## [What you should do]
Word for word, please restate the lines from the beginning of the data through the line in which "use std::path::Path;" appears.

[Stored data entries]
◇ ◇ ◇

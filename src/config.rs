//! Configuration for certificate sweeps.
//!
//! Settings can come from three places, merged with clear precedence:
//!
//! 1. Default values (lowest priority)
//! 2. Configuration file (TOML, via `--config`)
//! 3. Command-line arguments (highest priority)
//!
//! The merged [`Config`] is validated into an immutable [`Settings`] that is
//! handed to the checker and dispatcher at construction time. Validation
//! happens before any network activity; violations surface as fatal
//! configuration errors.
//!
//! # Example Configuration File
//!
//! ```toml
//! hosts = ["example.com", "example.com:8443"]
//! days = 30
//! concurrency = 8
//! timeout = 30
//! output = "summary"
//! exit_code = 1
//!
//! [prometheus]
//! enabled = true
//! address = "http://localhost:9091"
//! ```

use std::fs;
use std::io::{BufRead, BufReader};
use std::path::Path;
use std::str::FromStr;
use std::time::Duration;

use serde::{Deserialize, Serialize};

use crate::error::CheckError;
use crate::report::OutputFormat;

/// Default look-ahead window in days.
pub const DEFAULT_DAYS: u32 = 30;
/// Default worker pool size.
pub const DEFAULT_CONCURRENCY: usize = 8;
/// Default handshake timeout in seconds.
pub const DEFAULT_TIMEOUT_SECS: u64 = 30;
/// Upper bound on the look-ahead window (100 years).
const MAX_DAYS: u32 = 36_500;

const DEFAULT_PUSH_GATEWAY: &str = "http://localhost:9091";

/// Raw configuration, all fields optional to support partial sources and
/// merging.
#[derive(Debug, Deserialize, Serialize, Clone)]
pub struct Config {
    /// Hostnames to check, `host` or `host:port`
    pub hosts: Option<Vec<String>>,
    /// Look-ahead window in days
    pub days: Option<u32>,
    /// Worker pool size
    pub concurrency: Option<usize>,
    /// Handshake timeout in seconds
    pub timeout: Option<u64>,
    /// Output format: text, summary or json
    pub output: Option<String>,
    /// Exit code to use when any host fails its check
    pub exit_code: Option<i32>,
    /// Prometheus push configuration
    pub prometheus: Option<PrometheusConfig>,
}

/// Prometheus Push Gateway integration.
#[derive(Debug, Deserialize, Serialize, Clone)]
pub struct PrometheusConfig {
    /// Enable metrics pushing
    pub enabled: Option<bool>,
    /// Push gateway address, e.g. "http://localhost:9091"
    pub address: Option<String>,
}

impl Config {
    /// Baseline configuration with default values; merge file and CLI
    /// sources on top of it.
    pub fn default() -> Self {
        Config {
            hosts: None,
            days: Some(DEFAULT_DAYS),
            concurrency: Some(DEFAULT_CONCURRENCY),
            timeout: Some(DEFAULT_TIMEOUT_SECS),
            output: Some("text".to_string()),
            exit_code: Some(1),
            prometheus: Some(PrometheusConfig {
                enabled: Some(false),
                address: Some(DEFAULT_PUSH_GATEWAY.to_string()),
            }),
        }
    }

    /// Load configuration from a TOML file.
    pub fn from_file<P: AsRef<Path>>(path: P) -> Result<Self, CheckError> {
        let path = path.as_ref();
        let content = fs::read_to_string(path).map_err(|e| {
            CheckError::config(format!("config file {}: {}", path.display(), e))
        })?;
        toml::from_str(&content)
            .map_err(|e| CheckError::config(format!("config file {}: {}", path.display(), e)))
    }

    /// Merge with another configuration, the other's values taking
    /// precedence wherever present.
    pub fn merge_with(mut self, other: Config) -> Self {
        if other.hosts.is_some() {
            self.hosts = other.hosts;
        }
        if other.days.is_some() {
            self.days = other.days;
        }
        if other.concurrency.is_some() {
            self.concurrency = other.concurrency;
        }
        if other.timeout.is_some() {
            self.timeout = other.timeout;
        }
        if other.output.is_some() {
            self.output = other.output;
        }
        if other.exit_code.is_some() {
            self.exit_code = other.exit_code;
        }
        if let Some(other_prom) = other.prometheus {
            if let Some(ref mut self_prom) = self.prometheus {
                if other_prom.enabled.is_some() {
                    self_prom.enabled = other_prom.enabled;
                }
                if other_prom.address.is_some() {
                    self_prom.address = other_prom.address;
                }
            } else {
                self.prometheus = Some(other_prom);
            }
        }
        self
    }

    /// Build a configuration from command-line arguments for merging. Only
    /// provided values override other sources.
    #[allow(clippy::too_many_arguments)]
    pub fn from_cli_args(
        hosts: Option<Vec<String>>,
        days: Option<u32>,
        concurrency: Option<usize>,
        timeout: Option<u64>,
        output: Option<String>,
        exit_code: Option<i32>,
        prometheus: Option<bool>,
        prometheus_address: Option<String>,
    ) -> Self {
        Config {
            hosts,
            days,
            concurrency,
            timeout,
            output,
            exit_code,
            prometheus: Some(PrometheusConfig {
                enabled: prometheus,
                address: prometheus_address,
            }),
        }
    }

    /// Generate an example configuration file in TOML format.
    pub fn example_toml() -> String {
        let example = Config {
            hosts: Some(vec![
                "example.com".to_string(),
                "example.com:8443".to_string(),
                "https://secure.example.com:9443".to_string(),
            ]),
            days: Some(DEFAULT_DAYS),
            concurrency: Some(DEFAULT_CONCURRENCY),
            timeout: Some(DEFAULT_TIMEOUT_SECS),
            output: Some("summary".to_string()),
            exit_code: Some(1),
            prometheus: Some(PrometheusConfig {
                enabled: Some(false),
                address: Some(DEFAULT_PUSH_GATEWAY.to_string()),
            }),
        };

        toml::to_string_pretty(&example)
            .unwrap_or_else(|_| "# error generating example".to_string())
    }
}

/// Validated, immutable run settings consumed by the checker and
/// dispatcher.
#[derive(Debug, Clone)]
pub struct Settings {
    /// Hostnames to check, in input order
    pub hosts: Vec<String>,
    /// Look-ahead window in days
    pub days: u32,
    /// Worker pool size, at least 1
    pub concurrency: usize,
    /// Per-connection handshake timeout
    pub timeout: Duration,
    /// Report format
    pub output: OutputFormat,
    /// Exit code when any host fails
    pub exit_code: i32,
    /// Push gateway address when metrics are enabled
    pub prometheus: Option<String>,
}

impl Settings {
    /// Validate a merged configuration. Every violation is a fatal
    /// configuration error raised before dispatch begins.
    pub fn from_config(config: Config) -> Result<Settings, CheckError> {
        let hosts = config.hosts.unwrap_or_default();
        if hosts.is_empty() {
            return Err(CheckError::config(
                "no hosts to check; pass hostnames or --hosts-file",
            ));
        }

        let days = config.days.unwrap_or(DEFAULT_DAYS);
        if days > MAX_DAYS {
            return Err(CheckError::config(format!(
                "days must be at most {}",
                MAX_DAYS
            )));
        }

        let concurrency = config.concurrency.unwrap_or(DEFAULT_CONCURRENCY);
        if concurrency == 0 {
            return Err(CheckError::config("concurrency must be at least 1"));
        }

        let timeout = config.timeout.unwrap_or(DEFAULT_TIMEOUT_SECS);
        if timeout == 0 {
            return Err(CheckError::config("timeout must be at least 1 second"));
        }

        let output = match config.output {
            Some(name) => OutputFormat::from_str(&name)
                .map_err(|_| CheckError::config(format!("unknown output format: {}", name)))?,
            None => OutputFormat::Text,
        };

        let prometheus = match config.prometheus {
            Some(prom) if prom.enabled.unwrap_or(false) => {
                Some(prom.address.unwrap_or_else(|| DEFAULT_PUSH_GATEWAY.to_string()))
            }
            _ => None,
        };

        Ok(Settings {
            hosts,
            days,
            concurrency,
            timeout: Duration::from_secs(timeout),
            output,
            exit_code: config.exit_code.unwrap_or(1),
            prometheus,
        })
    }
}

/// Read a line-oriented hosts file: one hostname per line, whitespace
/// trimmed, blank lines skipped.
pub fn read_hosts_file<P: AsRef<Path>>(path: P) -> Result<Vec<String>, CheckError> {
    let path = path.as_ref();
    if !path.exists() {
        return Err(CheckError::config(format!(
            "provided hosts file {} does not exist",
            path.display()
        )));
    }

    let file = fs::File::open(path).map_err(|e| {
        CheckError::config(format!("error opening hosts file {}: {}", path.display(), e))
    })?;

    let mut hosts = Vec::new();
    for line in BufReader::new(file).lines() {
        let line = line.map_err(|e| {
            CheckError::config(format!("error reading hosts file {}: {}", path.display(), e))
        })?;
        let host = line.trim();
        if !host.is_empty() {
            hosts.push(host.to_string());
        }
    }
    Ok(hosts)
}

◇ ◇ ◇

## [Written solution]
filename src/config.rs
//! Configuration for certificate sweeps.
//!
//! Settings can come from three places, merged with clear precedence:
//!
//! 1. Default values (lowest priority)
//! 2. Configuration file (TOML, via `--config`)
//! 3. Command-line arguments (highest priority)
//!
//! The merged [`Config`] is validated into an immutable [`Settings`] that is
//! handed to the checker and dispatcher at construction time. Validation
//! happens before any network activity; violations surface as fatal
//! configuration errors.
//!
//! # Example Configuration File
//!
//! ```toml
//! hosts = ["example.com", "example.com:8443"]
//! days = 30
//! concurrency = 8
//! timeout = 30
//! output = "summary"
//! exit_code = 1
//!
//! [prometheus]
//! enabled = true
//! address = "http://localhost:9091"
//! ```

use std::fs;
use std::io::{BufRead, BufReader};
use std::path::Path;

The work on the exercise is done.